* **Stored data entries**

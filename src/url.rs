//! Delivery URL rendering for the media host.
//!
//! Turns step sequences into the host's transformation syntax, where each
//! step becomes one `/`-separated component of comma-joined `code_value`
//! parameters:
//!
//! ```text
//!     b_auto:predominant,c_pad,g_auto,h_1080,w_1080/f_auto,q_auto
//! ```
//!
//! Step order is preserved; parameters within a step are sorted.
//!
//! # Example
//!
//! ```
//! use sharelayout::{BuildRequest, SocialPreset, build_plan};
//! use sharelayout::url::DeliveryUrl;
//!
//! let plan = build_plan(&BuildRequest::preset(SocialPreset::InstagramSquare)).unwrap();
//! let url = plan.preview_url(&DeliveryUrl::new("demo"), "sample").unwrap();
//! assert_eq!(
//!     url,
//!     "https://res.cloudinary.com/demo/image/upload/\
//!      b_auto:predominant,c_pad,g_auto,h_1080,w_1080/f_auto,q_auto/sample"
//! );
//! ```

use alloc::format;
use alloc::string::String;
use alloc::vec::Vec;

use crate::error::PlanError;
use crate::plan::{Step, TransformPlan};

const HOST: &str = "res.cloudinary.com";

/// Short parameter code used in URLs.
fn param_code(key: &str) -> &str {
    match key {
        "width" => "w",
        "height" => "h",
        "crop" => "c",
        "gravity" => "g",
        "background" => "b",
        "fetch_format" => "f",
        "quality" => "q",
        other => other,
    }
}

impl Step {
    /// This step as one transformation component.
    pub fn to_transformation(&self) -> String {
        let mut params: Vec<String> = self
            .to_map()
            .iter()
            .map(|(key, value)| format!("{}_{}", param_code(key), value))
            .collect();
        params.sort();
        params.join(",")
    }
}

/// Join steps into a full transformation, in order.
pub fn transformation_string(steps: &[Step]) -> String {
    steps
        .iter()
        .map(Step::to_transformation)
        .filter(|t| !t.is_empty())
        .collect::<Vec<_>>()
        .join("/")
}

/// URL builder for one cloud account.
#[derive(Clone, Debug, PartialEq, Eq, Hash)]
pub struct DeliveryUrl {
    pub cloud_name: String,
    pub secure: bool,
}

impl DeliveryUrl {
    /// HTTPS URLs for `cloud_name`.
    pub fn new(cloud_name: impl Into<String>) -> Self {
        Self {
            cloud_name: cloud_name.into(),
            secure: true,
        }
    }

    /// Switch between `https` and `http`.
    pub fn secure(mut self, secure: bool) -> Self {
        self.secure = secure;
        self
    }

    /// Image delivery URL for `public_id` with `steps` applied.
    pub fn url(&self, public_id: &str, steps: &[Step]) -> Result<String, PlanError> {
        if self.cloud_name.trim().is_empty() {
            return Err(PlanError::MissingAssetField("cloudName"));
        }
        if public_id.trim().is_empty() {
            return Err(PlanError::MissingAssetField("publicId"));
        }

        let scheme = if self.secure { "https" } else { "http" };
        let mut url = format!("{scheme}://{HOST}/{}/image/upload/", self.cloud_name);

        let transformation = transformation_string(steps);
        if !transformation.is_empty() {
            url.push_str(&transformation);
            url.push('/');
        }
        if public_id.contains('/') && !has_version(public_id) {
            url.push_str("v1/");
        }
        escape_into(&mut url, public_id);
        Ok(url)
    }
}

impl TransformPlan {
    /// Delivery URL for the preview pipeline.
    pub fn preview_url(&self, delivery: &DeliveryUrl, public_id: &str) -> Result<String, PlanError> {
        delivery.url(public_id, &self.preview_steps)
    }

    /// Delivery URL for the export pipeline.
    pub fn export_url(&self, delivery: &DeliveryUrl, public_id: &str) -> Result<String, PlanError> {
        delivery.url(public_id, &self.export_steps)
    }
}

/// Whether the id already starts with a `v<digits>/` version segment.
fn has_version(public_id: &str) -> bool {
    let Some(rest) = public_id.strip_prefix('v') else {
        return false;
    };
    match rest.split_once('/') {
        Some((digits, _)) => !digits.is_empty() && digits.bytes().all(|b| b.is_ascii_digit()),
        None => false,
    }
}

/// Percent-encode everything outside `[A-Za-z0-9_.\-/:]`.
fn escape_into(out: &mut String, s: &str) {
    const HEX: &[u8; 16] = b"0123456789ABCDEF";
    for b in s.bytes() {
        if b.is_ascii_alphanumeric() || matches!(b, b'_' | b'.' | b'-' | b'/' | b':') {
            out.push(b as char);
        } else {
            out.push('%');
            out.push(HEX[(b >> 4) as usize] as char);
            out.push(HEX[(b & 0x0f) as usize] as char);
        }
    }
}

#[cfg(test)]
mod tests {
    use super::*;

    #[test]
    fn version_detection() {
        assert!(has_version("v123/folder/id"));
        assert!(!has_version("v/folder"));
        assert!(!has_version("video/clip"));
        assert!(!has_version("v12"));
    }

    #[test]
    fn escape_keeps_safe_chars() {
        let mut s = String::new();
        escape_into(&mut s, "folder/my_img-1.v2:x");
        assert_eq!(s, "folder/my_img-1.v2:x");
    }

    #[test]
    fn escape_encodes_spaces_and_unicode() {
        let mut s = String::new();
        escape_into(&mut s, "a b/é");
        assert_eq!(s, "a%20b/%C3%A9");
    }

    #[test]
    fn unknown_keys_pass_through() {
        assert_eq!(param_code("effect"), "effect");
        assert_eq!(param_code("fetch_format"), "f");
    }

    #[test]
    fn empty_steps_skip_segment() {
        let url = DeliveryUrl::new("demo").url("id", &[]).unwrap();
        assert_eq!(url, "https://res.cloudinary.com/demo/image/upload/id");
    }
}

* **Task goal**
Nothing in the entries may change. Retype them all.

* **Written answer**
filename src/url.rs
//! Delivery URL rendering for the media host.
//!
//! Turns step sequences into the host's transformation syntax, where each
//! step becomes one `/`-separated component of comma-joined `code_value`
//! parameters:
//!
//! ```text
//!     b_auto:predominant,c_pad,g_auto,h_1080,w_1080/f_auto,q_auto
//! ```
//!
//! Step order is preserved; parameters within a step are sorted.
//!
//! # Example
//!
//! ```
//! use sharelayout::{BuildRequest, SocialPreset, build_plan};
//! use sharelayout::url::DeliveryUrl;
//!
//! let plan = build_plan(&BuildRequest::preset(SocialPreset::InstagramSquare)).unwrap();
//! let url = plan.preview_url(&DeliveryUrl::new("demo"), "sample").unwrap();
//! assert_eq!(
//!     url,
//!     "https://res.cloudinary.com/demo/image/upload/\
//!      b_auto:predominant,c_pad,g_auto,h_1080,w_1080/f_auto,q_auto/sample"
//! );
//! ```

use alloc::format;
use alloc::string::String;
use alloc::vec::Vec;

use crate::error::PlanError;
use crate::plan::{Step, TransformPlan};

const HOST: &str = "res.cloudinary.com";

/// Short parameter code used in URLs.
fn param_code(key: &str) -> &str {
    match key {
        "width" => "w",
        "height" => "h",
        "crop" => "c",
        "gravity" => "g",
        "background" => "b",
        "fetch_format" => "f",
        "quality" => "q",
        other => other,
    }
}

impl Step {
    /// This step as one transformation component.
    pub fn to_transformation(&self) -> String {
        let mut params: Vec<String> = self
            .to_map()
            .iter()
            .map(|(key, value)| format!("{}_{}", param_code(key), value))
            .collect();
        params.sort();
        params.join(",")
    }
}

/// Join steps into a full transformation, in order.
pub fn transformation_string(steps: &[Step]) -> String {
    steps
        .iter()
        .map(Step::to_transformation)
        .filter(|t| !t.is_empty())
        .collect::<Vec<_>>()
        .join("/")
}

/// URL builder for one cloud account.
#[derive(Clone, Debug, PartialEq, Eq, Hash)]
pub struct DeliveryUrl {
    pub cloud_name: String,
    pub secure: bool,
}

impl DeliveryUrl {
    /// HTTPS URLs for `cloud_name`.
    pub fn new(cloud_name: impl Into<String>) -> Self {
        Self {
            cloud_name: cloud_name.into(),
            secure: true,
        }
    }

    /// Switch between `https` and `http`.
    pub fn secure(mut self, secure: bool) -> Self {
        self.secure = secure;
        self
    }

    /// Image delivery URL for `public_id` with `steps` applied.
    pub fn url(&self, public_id: &str, steps: &[Step]) -> Result<String, PlanError> {
        if self.cloud_name.trim().is_empty() {
            return Err(PlanError::MissingAssetField("cloudName"));
        }
        if public_id.trim().is_empty() {
            return Err(PlanError::MissingAssetField("publicId"));
        }

        let scheme = if self.secure { "https" } else { "http" };
        let mut url = format!("{scheme}://{HOST}/{}/image/upload/", self.cloud_name);

        let transformation = transformation_string(steps);
        if !transformation.is_empty() {
            url.push_str(&transformation);
            url.push('/');
        }
        if public_id.contains('/') && !has_version(public_id) {
            url.push_str("v1/");
        }
        escape_into(&mut url, public_id);
        Ok(url)
    }
}

impl TransformPlan {
    /// Delivery URL for the preview pipeline.
    pub fn preview_url(&self, delivery: &DeliveryUrl, public_id: &str) -> Result<String, PlanError> {
        delivery.url(public_id, &self.preview_steps)
    }

    /// Delivery URL for the export pipeline.
    pub fn export_url(&self, delivery: &DeliveryUrl, public_id: &str) -> Result<String, PlanError> {
        delivery.url(public_id, &self.export_steps)
    }
}

/// Whether the id already starts with a `v<digits>/` version segment.
fn has_version(public_id: &str) -> bool {
    let Some(rest) = public_id.strip_prefix('v') else {
        return false;
    };
    match rest.split_once('/') {
        Some((digits, _)) => !digits.is_empty() && digits.bytes().all(|b| b.is_ascii_digit()),
        None => false,
    }
}

/// Percent-encode everything outside `[A-Za-z0-9_.\-/:]`.
fn escape_into(out: &mut String, s: &str) {
    const HEX: &[u8; 16] = b"0123456789ABCDEF";
    for b in s.bytes() {
        if b.is_ascii_alphanumeric() || matches!(b, b'_' | b'.' | b'-' | b'/' | b':') {
            out.push(b as char);
        } else {
            out.push('%');
            out.push(HEX[(b >> 4) as usize] as char);
            out.push(HEX[(b & 0x0f) as usize] as char);
        }
    }
}

#[cfg(test)]
mod tests {
    use super::*;

    #[test]
    fn version_detection() {
        assert!(has_version("v123/folder/id"));
        assert!(!has_version("v/folder"));
        assert!(!has_version("video/clip"));
        assert!(!has_version("v12"));
    }

    #[test]
    fn escape_keeps_safe_chars() {
        let mut s = String::new();
        escape_into(&mut s, "folder/my_img-1.v2:x");
        assert_eq!(s, "folder/my_img-1.v2:x");
    }

    #[test]
    fn escape_encodes_spaces_and_unicode() {
        let mut s = String::new();
        escape_into(&mut s, "a b/é");
        assert_eq!(s, "a%20b/%C3%A9");
    }

    #[test]
    fn unknown_keys_pass_through() {
        assert_eq!(param_code("effect"), "effect");
        assert_eq!(param_code("fetch_format"), "f");
    }

    #[test]
    fn empty_steps_skip_segment() {
        let url = DeliveryUrl::new("demo").url("id", &[]).unwrap();
        assert_eq!(url, "https://res.cloudinary.com/demo/image/upload/id");
    }
}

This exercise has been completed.